**WORK ORDER:**
Copy out each line below that has the word "LabelScore" in it.

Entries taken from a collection
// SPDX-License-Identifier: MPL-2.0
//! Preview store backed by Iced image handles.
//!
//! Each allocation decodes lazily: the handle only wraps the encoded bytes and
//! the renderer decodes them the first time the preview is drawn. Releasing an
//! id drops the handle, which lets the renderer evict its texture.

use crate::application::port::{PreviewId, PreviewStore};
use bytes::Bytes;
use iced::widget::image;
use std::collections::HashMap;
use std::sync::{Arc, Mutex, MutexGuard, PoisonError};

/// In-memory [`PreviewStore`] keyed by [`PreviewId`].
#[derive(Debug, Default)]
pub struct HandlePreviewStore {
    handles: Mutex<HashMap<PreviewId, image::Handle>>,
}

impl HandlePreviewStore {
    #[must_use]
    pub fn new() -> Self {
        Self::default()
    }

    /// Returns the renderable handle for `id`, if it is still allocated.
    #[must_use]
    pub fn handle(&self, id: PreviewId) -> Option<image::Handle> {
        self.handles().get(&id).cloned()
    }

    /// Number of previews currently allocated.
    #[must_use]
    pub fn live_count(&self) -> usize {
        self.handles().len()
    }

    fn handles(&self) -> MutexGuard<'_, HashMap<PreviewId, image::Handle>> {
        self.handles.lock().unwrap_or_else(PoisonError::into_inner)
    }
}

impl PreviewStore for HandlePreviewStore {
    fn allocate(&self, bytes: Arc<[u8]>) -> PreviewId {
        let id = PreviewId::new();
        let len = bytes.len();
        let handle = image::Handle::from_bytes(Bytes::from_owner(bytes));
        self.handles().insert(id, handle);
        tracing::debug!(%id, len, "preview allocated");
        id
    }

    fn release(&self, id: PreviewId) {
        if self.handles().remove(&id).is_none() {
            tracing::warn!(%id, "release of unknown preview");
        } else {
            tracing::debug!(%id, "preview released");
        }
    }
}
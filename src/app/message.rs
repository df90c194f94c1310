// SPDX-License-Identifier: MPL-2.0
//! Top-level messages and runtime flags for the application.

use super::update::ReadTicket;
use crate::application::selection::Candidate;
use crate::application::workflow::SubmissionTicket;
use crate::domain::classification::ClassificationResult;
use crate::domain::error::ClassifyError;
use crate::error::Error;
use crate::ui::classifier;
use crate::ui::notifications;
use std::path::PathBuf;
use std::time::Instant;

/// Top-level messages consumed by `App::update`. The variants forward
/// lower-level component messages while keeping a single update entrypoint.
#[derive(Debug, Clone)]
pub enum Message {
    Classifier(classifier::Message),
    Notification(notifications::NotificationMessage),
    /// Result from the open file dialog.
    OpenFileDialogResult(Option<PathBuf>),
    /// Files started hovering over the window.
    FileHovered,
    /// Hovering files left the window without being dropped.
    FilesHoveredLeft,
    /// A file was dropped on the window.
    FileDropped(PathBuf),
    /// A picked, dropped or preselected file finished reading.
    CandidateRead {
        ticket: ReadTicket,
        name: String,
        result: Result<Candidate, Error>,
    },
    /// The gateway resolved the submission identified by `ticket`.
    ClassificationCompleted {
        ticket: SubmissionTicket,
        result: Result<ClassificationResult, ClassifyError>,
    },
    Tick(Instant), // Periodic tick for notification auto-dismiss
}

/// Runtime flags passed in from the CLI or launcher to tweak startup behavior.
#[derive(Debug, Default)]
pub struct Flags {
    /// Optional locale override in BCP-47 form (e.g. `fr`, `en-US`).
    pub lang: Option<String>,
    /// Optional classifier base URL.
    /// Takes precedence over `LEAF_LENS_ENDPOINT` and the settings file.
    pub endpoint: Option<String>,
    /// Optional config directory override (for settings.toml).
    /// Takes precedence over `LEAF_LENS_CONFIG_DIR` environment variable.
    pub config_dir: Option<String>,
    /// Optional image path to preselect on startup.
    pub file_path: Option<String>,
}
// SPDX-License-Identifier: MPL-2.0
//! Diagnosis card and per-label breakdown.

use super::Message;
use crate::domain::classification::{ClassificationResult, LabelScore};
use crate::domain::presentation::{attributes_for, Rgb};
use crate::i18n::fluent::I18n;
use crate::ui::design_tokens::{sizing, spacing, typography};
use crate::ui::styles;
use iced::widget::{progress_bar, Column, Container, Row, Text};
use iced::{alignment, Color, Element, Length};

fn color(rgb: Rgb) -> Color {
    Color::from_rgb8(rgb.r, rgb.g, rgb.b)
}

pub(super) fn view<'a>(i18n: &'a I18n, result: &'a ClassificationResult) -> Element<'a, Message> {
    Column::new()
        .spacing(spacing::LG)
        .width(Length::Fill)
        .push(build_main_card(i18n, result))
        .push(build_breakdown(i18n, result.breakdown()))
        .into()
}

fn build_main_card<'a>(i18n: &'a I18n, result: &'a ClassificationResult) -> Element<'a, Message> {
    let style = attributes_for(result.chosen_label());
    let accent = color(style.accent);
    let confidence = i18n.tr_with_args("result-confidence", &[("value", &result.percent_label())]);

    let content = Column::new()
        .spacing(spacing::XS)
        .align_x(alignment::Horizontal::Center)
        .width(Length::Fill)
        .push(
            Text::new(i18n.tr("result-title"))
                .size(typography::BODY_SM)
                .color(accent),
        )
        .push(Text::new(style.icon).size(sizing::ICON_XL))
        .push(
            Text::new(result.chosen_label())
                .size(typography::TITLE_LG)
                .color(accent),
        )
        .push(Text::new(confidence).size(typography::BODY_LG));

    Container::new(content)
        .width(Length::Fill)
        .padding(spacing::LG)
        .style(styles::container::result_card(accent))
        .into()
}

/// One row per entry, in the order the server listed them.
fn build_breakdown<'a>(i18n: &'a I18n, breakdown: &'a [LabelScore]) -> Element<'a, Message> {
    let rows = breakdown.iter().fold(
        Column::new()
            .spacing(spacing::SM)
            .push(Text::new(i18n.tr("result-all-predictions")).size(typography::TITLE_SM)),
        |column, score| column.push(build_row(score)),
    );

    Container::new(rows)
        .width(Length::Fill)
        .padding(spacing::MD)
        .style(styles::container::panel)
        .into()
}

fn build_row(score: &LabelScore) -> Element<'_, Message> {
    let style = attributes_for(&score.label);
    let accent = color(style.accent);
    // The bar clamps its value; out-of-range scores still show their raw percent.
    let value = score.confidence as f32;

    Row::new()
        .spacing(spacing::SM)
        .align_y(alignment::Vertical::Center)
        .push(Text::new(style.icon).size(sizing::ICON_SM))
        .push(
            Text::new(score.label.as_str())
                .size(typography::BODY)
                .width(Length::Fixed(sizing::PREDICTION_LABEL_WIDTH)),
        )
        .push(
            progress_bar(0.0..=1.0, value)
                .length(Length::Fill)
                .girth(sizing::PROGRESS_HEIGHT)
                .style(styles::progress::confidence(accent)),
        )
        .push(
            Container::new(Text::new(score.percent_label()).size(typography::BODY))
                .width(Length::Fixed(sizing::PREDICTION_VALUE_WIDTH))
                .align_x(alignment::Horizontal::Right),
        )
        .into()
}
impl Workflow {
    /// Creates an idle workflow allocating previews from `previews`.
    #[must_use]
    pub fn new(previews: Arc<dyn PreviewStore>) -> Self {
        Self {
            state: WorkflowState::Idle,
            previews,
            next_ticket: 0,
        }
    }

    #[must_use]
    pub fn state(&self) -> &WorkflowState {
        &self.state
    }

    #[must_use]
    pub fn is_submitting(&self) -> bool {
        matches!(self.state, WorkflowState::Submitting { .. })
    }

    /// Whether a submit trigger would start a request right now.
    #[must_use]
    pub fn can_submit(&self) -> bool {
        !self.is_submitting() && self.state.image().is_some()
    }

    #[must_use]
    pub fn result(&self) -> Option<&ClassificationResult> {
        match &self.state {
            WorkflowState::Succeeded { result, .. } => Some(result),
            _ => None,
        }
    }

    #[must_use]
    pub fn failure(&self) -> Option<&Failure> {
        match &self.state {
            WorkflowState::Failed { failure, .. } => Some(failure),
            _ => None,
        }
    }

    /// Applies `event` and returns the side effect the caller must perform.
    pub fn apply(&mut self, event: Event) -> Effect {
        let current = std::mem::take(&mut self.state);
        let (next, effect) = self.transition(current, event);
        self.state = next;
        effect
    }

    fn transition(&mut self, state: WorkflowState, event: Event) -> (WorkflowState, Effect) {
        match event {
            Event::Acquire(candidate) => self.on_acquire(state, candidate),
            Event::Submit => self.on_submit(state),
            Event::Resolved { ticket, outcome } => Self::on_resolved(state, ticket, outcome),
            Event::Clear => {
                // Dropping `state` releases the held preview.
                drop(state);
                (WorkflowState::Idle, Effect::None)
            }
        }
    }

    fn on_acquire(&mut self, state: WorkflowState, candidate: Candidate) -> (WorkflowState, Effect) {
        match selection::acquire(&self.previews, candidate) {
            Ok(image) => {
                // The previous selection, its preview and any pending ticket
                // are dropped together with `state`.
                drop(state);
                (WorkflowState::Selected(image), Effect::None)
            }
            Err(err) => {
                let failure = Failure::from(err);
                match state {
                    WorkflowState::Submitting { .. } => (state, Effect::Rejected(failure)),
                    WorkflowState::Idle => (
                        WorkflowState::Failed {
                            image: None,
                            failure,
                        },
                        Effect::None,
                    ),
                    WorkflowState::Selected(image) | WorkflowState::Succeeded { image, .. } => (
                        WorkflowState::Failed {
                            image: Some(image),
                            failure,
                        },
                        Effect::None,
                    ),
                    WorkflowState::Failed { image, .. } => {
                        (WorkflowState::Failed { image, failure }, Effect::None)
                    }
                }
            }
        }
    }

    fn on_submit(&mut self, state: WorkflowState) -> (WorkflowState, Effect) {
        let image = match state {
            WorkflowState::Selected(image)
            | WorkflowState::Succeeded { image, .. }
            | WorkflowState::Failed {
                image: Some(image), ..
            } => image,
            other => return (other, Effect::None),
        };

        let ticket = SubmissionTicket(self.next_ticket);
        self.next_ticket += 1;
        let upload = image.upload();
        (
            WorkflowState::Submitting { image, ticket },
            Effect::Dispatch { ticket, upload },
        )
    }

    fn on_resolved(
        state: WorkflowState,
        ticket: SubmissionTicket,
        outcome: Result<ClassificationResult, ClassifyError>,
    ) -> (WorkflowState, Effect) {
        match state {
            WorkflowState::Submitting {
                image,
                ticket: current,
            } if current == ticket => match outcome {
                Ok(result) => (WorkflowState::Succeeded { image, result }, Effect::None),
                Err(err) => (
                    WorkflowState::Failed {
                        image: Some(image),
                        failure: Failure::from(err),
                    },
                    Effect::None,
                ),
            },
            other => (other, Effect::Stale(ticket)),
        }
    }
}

**SOLVED PROBLEM:**
use crate::domain::classification::{ClassificationResult, LabelScore};
fn build_breakdown<'a>(i18n: &'a I18n, breakdown: &'a [LabelScore]) -> Element<'a, Message> {
fn build_row(score: &LabelScore) -> Element<'_, Message> {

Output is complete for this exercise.